### HOW TO COMPLETE THIS TASK:
Repeat only the lines below from the one containing "extraction and verification." through the one containing "for a valid", inclusive, exactly as written.

### EXERCISE INPUT:
== Segment start ==

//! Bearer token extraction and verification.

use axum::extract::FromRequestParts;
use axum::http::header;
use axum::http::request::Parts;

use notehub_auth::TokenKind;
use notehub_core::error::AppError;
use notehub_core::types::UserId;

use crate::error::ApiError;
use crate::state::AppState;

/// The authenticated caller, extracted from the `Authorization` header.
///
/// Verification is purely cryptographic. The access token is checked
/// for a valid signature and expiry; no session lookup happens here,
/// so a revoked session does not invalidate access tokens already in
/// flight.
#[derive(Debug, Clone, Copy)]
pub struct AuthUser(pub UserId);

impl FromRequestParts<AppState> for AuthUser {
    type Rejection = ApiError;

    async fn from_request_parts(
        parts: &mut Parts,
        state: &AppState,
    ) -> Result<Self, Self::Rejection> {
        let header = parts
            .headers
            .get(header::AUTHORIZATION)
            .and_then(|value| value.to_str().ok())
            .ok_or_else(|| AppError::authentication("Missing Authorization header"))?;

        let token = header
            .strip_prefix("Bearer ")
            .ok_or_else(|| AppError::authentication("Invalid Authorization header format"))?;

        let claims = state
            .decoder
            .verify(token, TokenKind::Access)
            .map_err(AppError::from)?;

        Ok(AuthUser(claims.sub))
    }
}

== Segment end ==
== Segment start ==

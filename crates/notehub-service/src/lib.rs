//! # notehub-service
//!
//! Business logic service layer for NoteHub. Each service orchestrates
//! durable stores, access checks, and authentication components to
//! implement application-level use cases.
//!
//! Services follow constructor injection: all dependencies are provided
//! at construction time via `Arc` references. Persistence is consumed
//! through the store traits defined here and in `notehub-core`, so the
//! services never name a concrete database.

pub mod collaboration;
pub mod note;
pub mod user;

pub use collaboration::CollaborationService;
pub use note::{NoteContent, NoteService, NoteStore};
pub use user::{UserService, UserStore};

== Segment end ==
== Segment start ==

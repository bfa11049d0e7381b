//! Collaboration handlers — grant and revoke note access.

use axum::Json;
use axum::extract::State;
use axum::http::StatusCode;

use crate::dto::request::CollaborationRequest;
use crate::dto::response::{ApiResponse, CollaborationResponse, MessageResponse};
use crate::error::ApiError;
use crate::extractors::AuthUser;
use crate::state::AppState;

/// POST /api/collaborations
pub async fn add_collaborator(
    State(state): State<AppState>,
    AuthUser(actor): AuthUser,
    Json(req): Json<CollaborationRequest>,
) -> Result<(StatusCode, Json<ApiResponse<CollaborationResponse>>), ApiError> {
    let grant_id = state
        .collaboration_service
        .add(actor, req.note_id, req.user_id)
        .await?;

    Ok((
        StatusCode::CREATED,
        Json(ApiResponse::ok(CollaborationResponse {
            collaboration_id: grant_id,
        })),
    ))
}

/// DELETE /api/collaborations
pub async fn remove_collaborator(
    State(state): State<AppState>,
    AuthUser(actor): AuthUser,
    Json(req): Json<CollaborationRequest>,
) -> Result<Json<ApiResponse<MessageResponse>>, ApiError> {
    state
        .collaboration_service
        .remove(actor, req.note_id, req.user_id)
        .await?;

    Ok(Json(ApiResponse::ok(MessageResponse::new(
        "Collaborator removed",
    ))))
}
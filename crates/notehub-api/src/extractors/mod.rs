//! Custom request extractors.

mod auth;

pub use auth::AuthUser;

== Segment end ==

### TASK OUTPUT:
//! Bearer token extraction and verification.

use axum::extract::FromRequestParts;
use axum::http::header;
use axum::http::request::Parts;

use notehub_auth::TokenKind;
use notehub_core::error::AppError;
use notehub_core::types::UserId;

use crate::error::ApiError;
use crate::state::AppState;

/// The authenticated caller, extracted from the `Authorization` header.
///
/// Verification is purely cryptographic. The access token is checked
/// for a valid signature and expiry; no session lookup happens here,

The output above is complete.